*** Opening of Dataset content ***

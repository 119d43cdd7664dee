// Copyright (c) 2025 Soumyadip Sarkar.
// All rights reserved.
//
// This source code is licensed under the license found in the
// LICENSE file in the root directory of this source tree.

use chrono::NaiveDate;
use rust_decimal::Decimal;
use serde::{Deserialize, Serialize};

pub const DEFAULT_CURRENCY: &str = "BRL";

fn default_currency() -> String {
    DEFAULT_CURRENCY.to_string()
}

#[derive(Debug, Clone, Serialize, Deserialize)]
#[serde(rename_all = "camelCase")]
pub struct User {
    pub id: i64,
    pub email: String,
    pub name: String,
    pub doc: String,
    pub phone: String,
    pub r#type: i64,
    #[serde(default)]
    pub created_at: Option<String>,
    #[serde(default)]
    pub updated_at: Option<String>,
}

/// Category kind. The backend encodes it as the ordinal 0/1/2; that mapping
/// is the wire contract and must not drift.
#[derive(Debug, Clone, Copy, PartialEq, Eq, Hash, Serialize, Deserialize)]
#[serde(try_from = "u8", into = "u8")]
pub enum CategoryKind {
    Income,
    Expense,
    Investment,
}

impl From<CategoryKind> for u8 {
    fn from(kind: CategoryKind) -> u8 {
        match kind {
            CategoryKind::Income => 0,
            CategoryKind::Expense => 1,
            CategoryKind::Investment => 2,
        }
    }
}

impl TryFrom<u8> for CategoryKind {
    type Error = String;

    fn try_from(code: u8) -> Result<Self, Self::Error> {
        match code {
            0 => Ok(CategoryKind::Income),
            1 => Ok(CategoryKind::Expense),
            2 => Ok(CategoryKind::Investment),
            other => Err(format!(
                "invalid category kind code {other}, expected 0, 1 or 2"
            )),
        }
    }
}

impl CategoryKind {
    pub fn label(self) -> &'static str {
        match self {
            CategoryKind::Income => "income",
            CategoryKind::Expense => "expense",
            CategoryKind::Investment => "investment",
        }
    }
}

/// Settlement state of a transaction, "Y"/"N" on the wire. A missing flag
/// reads as Pending. The only transition is Pending -> Paid.
#[derive(Debug, Clone, Copy, Default, PartialEq, Eq, Serialize, Deserialize)]
#[serde(try_from = "String", into = "String")]
pub enum PaidStatus {
    Paid,
    #[default]
    Pending,
}

impl PaidStatus {
    pub fn is_paid(self) -> bool {
        matches!(self, PaidStatus::Paid)
    }
}

impl From<PaidStatus> for String {
    fn from(status: PaidStatus) -> String {
        match status {
            PaidStatus::Paid => "Y",
            PaidStatus::Pending => "N",
        }
        .to_string()
    }
}

impl TryFrom<String> for PaidStatus {
    type Error = String;

    fn try_from(code: String) -> Result<Self, Self::Error> {
        match code.as_str() {
            "Y" => Ok(PaidStatus::Paid),
            "N" => Ok(PaidStatus::Pending),
            other => Err(format!("invalid paid flag '{other}', expected Y or N")),
        }
    }
}

/// Recurrence flag, "Y"/"N" on the wire.
#[derive(Debug, Clone, Copy, Default, PartialEq, Eq, Serialize, Deserialize)]
#[serde(try_from = "String", into = "String")]
pub enum Recurrence {
    Recurring,
    #[default]
    OneTime,
}

impl From<Recurrence> for String {
    fn from(rec: Recurrence) -> String {
        match rec {
            Recurrence::Recurring => "Y",
            Recurrence::OneTime => "N",
        }
        .to_string()
    }
}

impl TryFrom<String> for Recurrence {
    type Error = String;

    fn try_from(code: String) -> Result<Self, Self::Error> {
        match code.as_str() {
            "Y" => Ok(Recurrence::Recurring),
            "N" => Ok(Recurrence::OneTime),
            other => Err(format!("invalid recurring flag '{other}', expected Y or N")),
        }
    }
}

/// Whether a card is shared with other household members, "Y"/"N" on the wire.
#[derive(Debug, Clone, Copy, Default, PartialEq, Eq, Serialize, Deserialize)]
#[serde(try_from = "String", into = "String")]
pub enum CardScope {
    Shared,
    #[default]
    Personal,
}

impl From<CardScope> for String {
    fn from(scope: CardScope) -> String {
        match scope {
            CardScope::Shared => "Y",
            CardScope::Personal => "N",
        }
        .to_string()
    }
}

impl TryFrom<String> for CardScope {
    type Error = String;

    fn try_from(code: String) -> Result<Self, Self::Error> {
        match code.as_str() {
            "Y" => Ok(CardScope::Shared),
            "N" => Ok(CardScope::Personal),
            other => Err(format!("invalid shared flag '{other}', expected Y or N")),
        }
    }
}

#[derive(Debug, Clone, Serialize, Deserialize)]
#[serde(rename_all = "camelCase")]
pub struct Category {
    pub id: i64,
    /// None marks a system-wide default, read-only to end users.
    #[serde(default)]
    pub user_id: Option<i64>,
    pub name: String,
    #[serde(default)]
    pub description: Option<String>,
    #[serde(rename = "type")]
    pub kind: CategoryKind,
    #[serde(default)]
    pub created_at: Option<String>,
    #[serde(default)]
    pub updated_at: Option<String>,
}

impl Category {
    pub fn is_system(&self) -> bool {
        self.user_id.is_none()
    }
}

#[derive(Debug, Clone, Serialize, Deserialize)]
#[serde(rename_all = "camelCase")]
pub struct Card {
    pub id: i64,
    #[serde(default)]
    pub issuer: Option<String>,
    #[serde(default)]
    pub last_four_digits: Option<String>,
    #[serde(default)]
    pub alias: Option<String>,
    #[serde(default)]
    pub shared: CardScope,
    pub user_id: i64,
    #[serde(default)]
    pub created_at: Option<String>,
    #[serde(default)]
    pub updated_at: Option<String>,
}

impl Card {
    pub fn masked_number(&self) -> String {
        format!(
            "**** **** **** {}",
            self.last_four_digits.as_deref().unwrap_or("****")
        )
    }
}

#[derive(Debug, Clone, Serialize, Deserialize)]
#[serde(rename_all = "camelCase")]
pub struct Transaction {
    pub id: i64,
    #[serde(default)]
    pub description: Option<String>,
    pub category_id: i64,
    pub user_id: i64,
    #[serde(default, skip_serializing_if = "Option::is_none")]
    pub card_id: Option<i64>,
    #[serde(with = "rust_decimal::serde::float")]
    pub amount: Decimal,
    #[serde(default = "default_currency")]
    pub currency: String,
    #[serde(with = "wire_date")]
    pub occurred_at: NaiveDate,
    #[serde(with = "wire_date")]
    pub due_date: NaiveDate,
    #[serde(default)]
    pub is_recurring: Recurrence,
    #[serde(default)]
    pub is_paid: PaidStatus,
    #[serde(default)]
    pub created_at: Option<String>,
    #[serde(default)]
    pub updated_at: Option<String>,
}

#[derive(Debug, Clone, Serialize)]
#[serde(rename_all = "camelCase")]
pub struct NewCard {
    #[serde(skip_serializing_if = "Option::is_none")]
    pub issuer: Option<String>,
    #[serde(skip_serializing_if = "Option::is_none")]
    pub last_four_digits: Option<String>,
    #[serde(skip_serializing_if = "Option::is_none")]
    pub alias: Option<String>,
    pub shared: CardScope,
    pub user_id: i64,
}

#[derive(Debug, Clone, Default, Serialize)]
#[serde(rename_all = "camelCase")]
pub struct CardPatch {
    #[serde(skip_serializing_if = "Option::is_none")]
    pub issuer: Option<String>,
    #[serde(skip_serializing_if = "Option::is_none")]
    pub last_four_digits: Option<String>,
    #[serde(skip_serializing_if = "Option::is_none")]
    pub alias: Option<String>,
    #[serde(skip_serializing_if = "Option::is_none")]
    pub shared: Option<CardScope>,
}

#[derive(Debug, Clone, Serialize)]
#[serde(rename_all = "camelCase")]
pub struct NewCategory {
    pub name: String,
    #[serde(skip_serializing_if = "Option::is_none")]
    pub description: Option<String>,
    #[serde(rename = "type")]
    pub kind: CategoryKind,
    pub user_id: i64,
}

#[derive(Debug, Clone, Default, Serialize)]
#[serde(rename_all = "camelCase")]
pub struct CategoryPatch {
    #[serde(skip_serializing_if = "Option::is_none")]
    pub name: Option<String>,
    #[serde(skip_serializing_if = "Option::is_none")]
    pub description: Option<String>,
    #[serde(rename = "type", skip_serializing_if = "Option::is_none")]
    pub kind: Option<CategoryKind>,
}

#[derive(Debug, Clone, Serialize)]
#[serde(rename_all = "camelCase")]
pub struct NewTransaction {
    #[serde(skip_serializing_if = "Option::is_none")]
    pub description: Option<String>,
    pub category_id: i64,
    pub user_id: i64,
    #[serde(skip_serializing_if = "Option::is_none")]
    pub card_id: Option<i64>,
    #[serde(with = "rust_decimal::serde::float")]
    pub amount: Decimal,
    pub currency: String,
    #[serde(with = "wire_date")]
    pub occurred_at: NaiveDate,
    #[serde(with = "wire_date")]
    pub due_date: NaiveDate,
    pub is_recurring: Recurrence,
    pub is_paid: PaidStatus,
}

#[derive(Debug, Clone, Default, Serialize)]
#[serde(rename_all = "camelCase")]
pub struct TransactionPatch {
    #[serde(skip_serializing_if = "Option::is_none")]
    pub description: Option<String>,
    #[serde(skip_serializing_if = "Option::is_none")]
    pub category_id: Option<i64>,
    #[serde(skip_serializing_if = "Option::is_none")]
    pub card_id: Option<i64>,
    #[serde(
        with = "rust_decimal::serde::float_option",
        skip_serializing_if = "Option::is_none"
    )]
    pub amount: Option<Decimal>,
    #[serde(skip_serializing_if = "Option::is_none")]
    pub currency: Option<String>,
    #[serde(with = "wire_date_opt", skip_serializing_if = "Option::is_none")]
    pub occurred_at: Option<NaiveDate>,
    #[serde(with = "wire_date_opt", skip_serializing_if = "Option::is_none")]
    pub due_date: Option<NaiveDate>,
    #[serde(skip_serializing_if = "Option::is_none")]
    pub is_recurring: Option<Recurrence>,
    #[serde(skip_serializing_if = "Option::is_none")]
    pub is_paid: Option<PaidStatus>,
}

#[derive(Debug, Clone, Serialize)]
pub struct Credentials {
    pub email: String,
    pub password: String,
}

/// Calendar dates cross the wire as "YYYY-MM-DD"; the backend sometimes
/// appends a "T..." time suffix, which is tolerated on decode and never
/// emitted.
pub(crate) mod wire_date {
    use chrono::NaiveDate;
    use serde::{Deserialize, Deserializer, Serializer, de};

    pub fn serialize<S: Serializer>(date: &NaiveDate, ser: S) -> Result<S::Ok, S::Error> {
        ser.serialize_str(&date.format("%Y-%m-%d").to_string())
    }

    pub fn deserialize<'de, D: Deserializer<'de>>(de: D) -> Result<NaiveDate, D::Error> {
        let raw = String::deserialize(de)?;
        let day = raw.split('T').next().unwrap_or(raw.as_str());
        NaiveDate::parse_from_str(day, "%Y-%m-%d").map_err(de::Error::custom)
    }
}

pub(crate) mod wire_date_opt {
    use chrono::NaiveDate;
    use serde::Serializer;

    pub fn serialize<S: Serializer>(
        date: &Option<NaiveDate>,
        ser: S,
    ) -> Result<S::Ok, S::Error> {
        match date {
            Some(d) => super::wire_date::serialize(d, ser),
            None => ser.serialize_none(),
        }
    }
}
// Copyright (c) AlphaVelocity.
// All rights reserved.
//
// This source code is licensed under the license found in the
// LICENSE file in the root directory of this source tree.

use anyhow::Result;

use crate::api::ApiClient;
use crate::models::{CardPatch, CardScope, NewCard};
use crate::session::require_user;
use crate::utils::{maybe_print_json, pretty_table, validate_last_four};

pub fn handle(api: &ApiClient, m: &clap::ArgMatches) -> Result<()> {
    match m.subcommand() {
        Some(("add", sub)) => add(api, sub)?,
        Some(("list", sub)) => list(api, sub)?,
        Some(("edit", sub)) => edit(api, sub)?,
        Some(("rm", sub)) => rm(api, sub)?,
        _ => {}
    }
    Ok(())
}

fn add(api: &ApiClient, sub: &clap::ArgMatches) -> Result<()> {
    let user = require_user()?;
    let last_four = sub.get_one::<String>("last-four").map(|s| s.to_string());
    if let Some(ref digits) = last_four {
        validate_last_four(digits)?;
    }
    let card = NewCard {
        issuer: sub.get_one::<String>("issuer").map(|s| s.to_string()),
        last_four_digits: last_four,
        alias: sub.get_one::<String>("alias").map(|s| s.to_string()),
        shared: if sub.get_flag("shared") {
            CardScope::Shared
        } else {
            CardScope::Personal
        },
        user_id: user.id,
    };
    let created = api.create_card(&card)?;
    println!(
        "Added card '{}' ({})",
        created.alias.as_deref().unwrap_or("unnamed"),
        created.masked_number()
    );
    Ok(())
}

fn list(api: &ApiClient, sub: &clap::ArgMatches) -> Result<()> {
    let json_flag = sub.get_flag("json");
    let jsonl_flag = sub.get_flag("jsonl");
    let user = require_user()?;
    let cards = api.cards_by_user(user.id)?;
    if !maybe_print_json(json_flag, jsonl_flag, &cards)? {
        let rows: Vec<Vec<String>> = cards
            .iter()
            .map(|c| {
                vec![
                    c.id.to_string(),
                    c.alias.clone().unwrap_or_default(),
                    c.issuer.clone().unwrap_or_default(),
                    c.masked_number(),
                    match c.shared {
                        CardScope::Shared => "shared".to_string(),
                        CardScope::Personal => "personal".to_string(),
                    },
                ]
            })
            .collect();
        println!(
            "{}",
            pretty_table(&["Id", "Alias", "Issuer", "Number", "Scope"], rows)
        );
    }
    Ok(())
}

fn edit(api: &ApiClient, sub: &clap::ArgMatches) -> Result<()> {
    require_user()?;
    let id = *sub.get_one::<i64>("id").unwrap();
    let last_four = sub.get_one::<String>("last-four").map(|s| s.to_string());
    if let Some(ref digits) = last_four {
        validate_last_four(digits)?;
    }
    let patch = CardPatch {
        issuer: sub.get_one::<String>("issuer").map(|s| s.to_string()),
        last_four_digits: last_four,
        alias: sub.get_one::<String>("alias").map(|s| s.to_string()),
        shared: sub.get_one::<String>("shared").map(|s| {
            if s == "y" {
                CardScope::Shared
            } else {
                CardScope::Personal
            }
        }),
    };
    let updated = api.update_card(id, &patch)?;
    println!(
        "Updated card {} ('{}')",
        updated.id,
        updated.alias.as_deref().unwrap_or("unnamed")
    );
    Ok(())
}

fn rm(api: &ApiClient, sub: &clap::ArgMatches) -> Result<()> {
    require_user()?;
    let id = *sub.get_one::<i64>("id").unwrap();
    api.delete_card(id)?;
    println!("Removed card {}", id);
    Ok(())
}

*** Close of Dataset content ***

- Exercise aim: Please go over the data above and copy each line with "ApiClient" in it.

- Completed task:
use crate::api::ApiClient;
pub fn handle(api: &ApiClient, m: &clap::ArgMatches) -> Result<()> {
fn add(api: &ApiClient, sub: &clap::ArgMatches) -> Result<()> {
fn list(api: &ApiClient, sub: &clap::ArgMatches) -> Result<()> {
fn edit(api: &ApiClient, sub: &clap::ArgMatches) -> Result<()> {
fn rm(api: &ApiClient, sub: &clap::ArgMatches) -> Result<()> {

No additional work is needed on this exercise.